Marat laughed, a cold, bitter sound. “He called an emergency meeting on Thursday, the day before he died. We put it to a vote. Four against one. I knew exactly what was going on and I voted against him. If I had opened my stupid mouth and convinced them to listen to him, he might be alive today. They might have still outvoted us, but at least I would have tried.”
Now the anger made sense. Marat was eaten up by guilt. He felt trapped. They had abandoned him to the Pit, where he’d sunk all of his money, and he couldn’t get out. And now the only person who understood and worked with him was dead and he had done nothing to prevent it.

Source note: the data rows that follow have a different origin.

//! JSON-RPC 2.0 message types used to talk to structured-RPC tool subprocesses.

use serde::{Deserialize, Serialize};
use serde_json::Value;

/// A JSON-RPC request/response id, which may be a number or a string.
#[derive(Debug, Clone, PartialEq, Eq, Hash, Serialize, Deserialize)]
#[serde(untagged)]
pub enum RequestId {
    Number(i64),
    String(String),
}

impl std::fmt::Display for RequestId {
    fn fmt(&self, f: &mut std::fmt::Formatter<'_>) -> std::fmt::Result {
        match self {
            RequestId::Number(n) => write!(f, "{n}"),
            RequestId::String(s) => write!(f, "{s}"),
        }
    }
}

#[derive(Debug, Clone, Serialize, Deserialize)]
pub struct JsonRpcRequest {
    pub jsonrpc: String,
    pub id: RequestId,
    pub method: String,
    #[serde(skip_serializing_if = "Option::is_none")]
    pub params: Option<Value>,
}

#[derive(Debug, Clone, Serialize, Deserialize)]
pub struct JsonRpcNotification {
    pub jsonrpc: String,
    pub method: String,
    #[serde(skip_serializing_if = "Option::is_none")]
    pub params: Option<Value>,
}

#[derive(Debug, Clone, Serialize, Deserialize)]
pub struct JsonRpcError {
    pub code: i64,
    pub message: String,
    #[serde(skip_serializing_if = "Option::is_none")]
    pub data: Option<Value>,
}

#[derive(Debug, Clone, Serialize, Deserialize)]
pub struct JsonRpcResponse {
    pub jsonrpc: String,
    pub id: RequestId,
    #[serde(skip_serializing_if = "Option::is_none")]
    pub result: Option<Value>,
    #[serde(skip_serializing_if = "Option::is_none")]
    pub error: Option<JsonRpcError>,
}

impl JsonRpcResponse {
    pub fn into_result(self) -> Result<Value, JsonRpcError> {
        match self.error {
            Some(err) => Err(err),
            None => Ok(self.result.unwrap_or(Value::Null)),
        }
    }
}

/// Any line a subprocess may emit on stdout: a response to one of our
/// requests, or an unsolicited notification.
#[derive(Debug, Clone, Serialize, Deserialize)]
#[serde(untagged)]
pub enum JsonRpcMessage {
    Response(JsonRpcResponse),
    Notification(JsonRpcNotification),
    Request(JsonRpcRequest),
}

pub struct JsonRpcBuilder {
    next_id: i64,
}

impl JsonRpcBuilder {
    pub fn new() -> Self {
        Self { next_id: 1 }
    }

    pub fn request(&mut self, method: impl Into<String>, params: Option<Value>) -> JsonRpcRequest {
        let id = RequestId::Number(self.next_id);
        self.next_id += 1;
        JsonRpcRequest {
            jsonrpc: "2.0".to_string(),
            id,
            method: method.into(),
            params,
        }
    }

    pub fn notification(
        &self,
        method: impl Into<String>,
        params: Option<Value>,
    ) -> JsonRpcNotification {
        JsonRpcNotification {
            jsonrpc: "2.0".to_string(),
            method: method.into(),
            params,
        }
    }
}

impl Default for JsonRpcBuilder {
    fn default() -> Self {
        Self::new()
    }
}

#[cfg(test)]
mod tests {
    use super::*;

    #[test]
    fn request_ids_increment() {
        let mut builder = JsonRpcBuilder::new();
        let a = builder.request("turn/start", None);
        let b = builder.request("turn/start", None);
        assert_ne!(a.id, b.id);
    }

    #[test]
    fn response_round_trips() {
        let response = JsonRpcResponse {
            jsonrpc: "2.0".to_string(),
            id: RequestId::Number(1),
            result: Some(serde_json::json!({"ok": true})),
            error: None,
        };
        let json = serde_json::to_string(&response).unwrap();
        let parsed: JsonRpcResponse = serde_json::from_str(&json).unwrap();
        assert_eq!(parsed.id, RequestId::Number(1));
    }
}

“We had a fight the day before he died.” Marat grimaced. “After we voted against him, he’d said that if we wouldn’t see reason, he’d find someone who would. When we came back here, I had argued with him over it. I told him that if the city shut us down because he did something stupid, my House would go bankrupt and he’d be taking food out of my family’s mouths.”
“I know you didn’t kill Felix.” I leaned forward. “Who do you think did?”
Marat spread his arms. “Hell if I know. Could be any of them. Jiang doesn’t say anything, and if you ask him a direct question, he’ll talk for five minutes about how House Jiang is a respected and responsible House. With responsibilities. And respect. Because our Houses are apparently garbage. By the time he’s done talking, you’ve forgotten what you’ve asked him in the first place. All Cheryl ever cares about is her charity crap. I don’t know if she’s applying for sainthood or what, but she wants the accolades. I can tell you, it costs a lot of money to be that cherished. Not that she needs the goodwill as much as Tatyana does. That snot-nosed punk brother of hers gave her family a black eye and she’s desperate to heal it. At least my solution was environmentally responsible. Her solution is to burn it all down. Maybe she can make a bonfire out of the mountain of lawsuits we’ll be hit with to keep herself warm at night.”
Okay then.
Marat slumped in his chair. “There. That’s what I think of everyone. Are we done now?”
“You’re not going to win this fight,” I told him. He would like this part even less than Alessandro’s knife, but I had to explain it to him, because his people’s safety depended on it. “While you were wrestling with tentacles, I was attacked by a telekinetic.”